1. 11
  1. 3

    If you’re going to talk about encryption, it’s a good idea to discuss the threat model. In this implementation, as far as I can tell, there is a kernel that boots from the unencrypted disk image, without a SecureBoot attestation, and expose an SSH connection for entering the pass phrase, which is then stored in RAM. This means that the encryption can be defeated by anyone who can do any of the following:

    • Sit on the IP address that the machine normally lives on and use the same SSH server key
    • Tamper with the the unencrypted (and not integrity protected) disk.
    • Perform a cold-boot attack on the machine to dump the key from memory.
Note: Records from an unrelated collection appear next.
/// Parameters excluded from optimization.
#[derive(Debug, Clone, Default, Serialize, Deserialize)]
pub struct FreezeConfig {
    #[serde(default)]
    pub embeddings: bool,
    #[serde(default)]
    pub encoder: bool,
    /// Name fragments that stay trainable even inside a frozen group.
    #[serde(default)]
    pub exceptions: Vec<String>,
}

impl FreezeConfig {
    pub fn is_frozen(&self, name: &str) -> bool {
        if self.exceptions.iter().any(|pattern| name.contains(pattern.as_str())) {
            return false;
        }
        (self.embeddings && name.contains("embedding")) || (self.encoder && name.starts_with("encoder."))
    }
}

#[derive(Debug, Clone, Serialize, Deserialize)]
pub struct SchedulerConfig {
    #[serde(default)]
    pub strategy: LearningRateSchedule,
    #[serde(default = "default_warmup_steps")]
    pub warmup_steps: usize,
    /// Step at which decaying schedules reach `min_lr`; defaults to `runtime.max_steps`.
    #[serde(default)]
    pub horizon_steps: Option<usize>,
    #[serde(default)]
    pub min_lr: f32,
    #[serde(default = "default_power")]
    pub power: f32,
    /// The schedule is advanced before training until the rate reaches this value.
    #[serde(default = "default_initial_min_lr")]
    pub initial_min_lr: f64,
    #[serde(default = "default_anneal_iteration_cap")]
    pub anneal_iteration_cap: usize,
}

impl Default for SchedulerConfig {
    fn default() -> Self {
        Self {
            strategy: LearningRateSchedule::default(),
            warmup_steps: default_warmup_steps(),
            horizon_steps: None,
            min_lr: 0.0,
            power: default_power(),
            initial_min_lr: default_initial_min_lr(),
            anneal_iteration_cap: default_anneal_iteration_cap(),
        }
    }
}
    This means that your threat model is explicitly excluding anyone with physical access to the datacenter and, most probably anyone who has admin access to the datacenter back-plane (which will expose things like console boot, which allows them to set init= in the Linux boot and then replace the thing that asks for the passphrase with something that sends a copy to the attacker).
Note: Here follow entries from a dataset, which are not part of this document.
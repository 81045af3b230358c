//! Held-out decoding, scoring and the early-stopping policy.

mod tracker;

pub use tracker::{ConvergenceTracker, EvalDecision, RoundReport, ScoreRecord};

use log::info;
use model::{greedy_decode, GenerationConfig, Seq2SeqModel};

use crate::{
    config::{to_runtime_error, EvalTaskConfig, EvaluationConfig},
    data::{read_lines, BatchEncoder},
    scoring::Scorer,
    TrainingError,
};

/// One development set, read fully at startup.
#[derive(Debug, Clone)]
pub struct EvalTask {
    pub name: String,
    pub target_lang: String,
    pub sources: Vec<String>,
    pub references: Vec<String>,
    /// Un-corrected inputs handed to the scorer, when configured.
    pub scorer_sources: Option<Vec<String>>,
}

impl EvalTask {
    /// Reads at most `limit` aligned lines.
    pub fn load(config: &EvalTaskConfig, limit: usize) -> Result<Self, TrainingError> {
        let mut sources = read_lines(&config.source)?;
        let mut references = read_lines(&config.reference)?;
        sources.truncate(limit);
        references.truncate(limit);
        if sources.len() != references.len() {
            return Err(TrainingError::initialization(format!(
                "evaluation task '{}' has {} sources but {} references",
                config.name,
                sources.len(),
                references.len()
            )));
        }
        if sources.is_empty() {
            return Err(TrainingError::initialization(format!(
                "evaluation task '{}' is empty",
                config.name
            )));
        }
        Ok(Self {
            name: config.name.clone(),
            target_lang: config.target_lang.clone(),
            scorer_sources: config.source_as_reference.then(|| sources.clone()),
            sources,
            references,
        })
    }
}

/// Decode length bound: a multiple of the source width when positive, an
/// absolute length when negative.
pub fn length_bound(source_len: usize, multiplier: f64) -> usize {
    if multiplier > 0.0 {
        (source_len as f64 * multiplier) as usize
    } else {
        (-multiplier) as usize
    }
}

#[derive(Debug, Clone, Copy)]
pub struct DecodeSettings {
    pub batch_size: usize,
    pub max_length_multiplier: f64,
    pub min_length_multiplier: f64,
}

impl From<&EvaluationConfig> for DecodeSettings {
    fn from(config: &EvaluationConfig) -> Self {
        Self {
            batch_size: config.dev_batch_size.max(1),
            max_length_multiplier: config.max_decode_length_multiplier,
            min_length_multiplier: config.min_decode_length_multiplier,
        }
    }
}

#[derive(Debug, Clone)]
pub struct EvalRound {
    /// `(task name, score)` in task order.
    pub scores: Vec<(String, f64)>,
    pub report: RoundReport,
}

pub struct EvaluationController {
    tasks: Vec<EvalTask>,
    scorer: Box<dyn Scorer>,
    tracker: ConvergenceTracker,
    decode: DecodeSettings,
}

impl EvaluationController {
    pub fn new(
        tasks: Vec<EvalTask>,
        scorer: Box<dyn Scorer>,
        tracker: ConvergenceTracker,
        decode: DecodeSettings,
    ) -> Result<Self, TrainingError> {
        if tasks.is_empty() {
            return Err(TrainingError::initialization(
                "evaluation is enabled but no tasks are configured",
            ));
        }
        Ok(Self {
            tasks,
            scorer,
            tracker,
            decode,
        })
    }

    pub fn from_config(
        config: &EvaluationConfig,
        scorer: Box<dyn Scorer>,
    ) -> Result<Self, TrainingError> {
        let limit = config.max_eval_batches.saturating_mul(config.dev_batch_size.max(1));
        let tasks = config
            .tasks
            .iter()
            .map(|task| EvalTask::load(task, limit))
            .collect::<Result<Vec<_>, _>>()?;
        Self::new(
            tasks,
            scorer,
            ConvergenceTracker::from_config(config),
            DecodeSettings::from(config),
        )
    }

    pub fn tasks(&self) -> &[EvalTask] {
        &self.tasks
    }

    pub fn tracker(&self) -> &ConvergenceTracker {
        &self.tracker
    }

    pub fn scorer_name(&self) -> &'static str {
        self.scorer.name()
    }

    /// Greedy-decodes and detokenizes every source of `task`.
    pub fn decode_task(
        &self,
        model: &dyn Seq2SeqModel,
        encoder: &BatchEncoder,
        task: &EvalTask,
    ) -> Result<Vec<String>, TrainingError> {
        let codec = encoder.codec();
        let mut hypotheses = Vec::with_capacity(task.sources.len());
        for chunk in task.sources.chunks(self.decode.batch_size) {
            let (input_ids, attention_mask) = encoder.encode_sources(
                chunk
                    .iter()
                    .map(|source| (source.as_str(), task.target_lang.as_str())),
            )?;
            let width = input_ids.dims().get(1).copied().unwrap_or(0);
            let generation = GenerationConfig {
                decoder_start_id: codec.decoder_start_id(),
                eos_id: codec.eos_id(),
                pad_id: codec.pad_id(),
                max_length: length_bound(width, self.decode.max_length_multiplier).max(1),
                min_length: length_bound(width, self.decode.min_length_multiplier),
            };
            let decoded = greedy_decode(model, &input_ids, &attention_mask, &generation)
                .map_err(to_runtime_error)?;
            for ids in decoded {
                hypotheses.push(codec.decode(&ids)?);
            }
        }
        Ok(hypotheses)
    }

    /// Decodes and scores every task in inference mode, then updates the
    /// convergence policy.
    pub fn run_round(
        &mut self,
        model: &dyn Seq2SeqModel,
        encoder: &BatchEncoder,
        ctr: usize,
    ) -> Result<EvalRound, TrainingError> {
        let was_training = model.is_training();
        model.set_training(false);
        let scores = self.score_tasks(model, encoder);
        model.set_training(was_training);
        let scores = scores?;

        for (name, score) in &scores {
            info!(
                "{} score after {ctr} steps is {score:.2} for {name}",
                self.scorer.name()
            );
        }
        let values: Vec<f64> = scores.iter().map(|(_, score)| *score).collect();
        let report = self.tracker.record(ctr, &values)?;
        info!(
            "global {} score after {ctr} steps is {:.2}",
            self.scorer.name(),
            report.global_score
        );
        Ok(EvalRound { scores, report })
    }

    fn score_tasks(
        &self,
        model: &dyn Seq2SeqModel,
        encoder: &BatchEncoder,
    ) -> Result<Vec<(String, f64)>, TrainingError> {
        let mut scores = Vec::with_capacity(self.tasks.len());
        for task in &self.tasks {
            let hypotheses = self.decode_task(model, encoder, task)?;
            let score = self.scorer.score(
                &task.references,
                &hypotheses,
                task.scorer_sources.as_deref(),
            )?;
            scores.push((task.name.clone(), score));
        }
        Ok(scores)
    }
}

#[cfg(test)]
mod tests {
    use super::*;

    #[test]
    fn length_bounds_follow_the_multiplier_sign() {
        assert_eq!(length_bound(10, 2.0), 20);
        assert_eq!(length_bound(10, 0.15), 1);
        assert_eq!(length_bound(10, -64.0), 64);
    }
}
    As far as I can tell, the only thing that this protects you against is someone getting access to the disks after you stop owning the machine. That’s not an unreasonable threat model, given the number of things that have been leaked by folks throwing away hard disks and someone else finding them, but it’s worth articulating.

    Once you’ve done that, you realise that the hosting provider is fully in your TCB for confidentiality and integrity and so the comparison point is a fully-managed cloud storage thing. This is where it gets quite interesting. The cost of Azure file stores (I think AWS pricing is roughly the same) is around 3x the cost of this for the same amount of storage, so if this storage server is more than a third full then it probably makes sense (the availability guarantees and data integrity are probably higher for the cloud solution than a self-managed box. This also isn’t including admin costs, on the assumption that this is for personal use.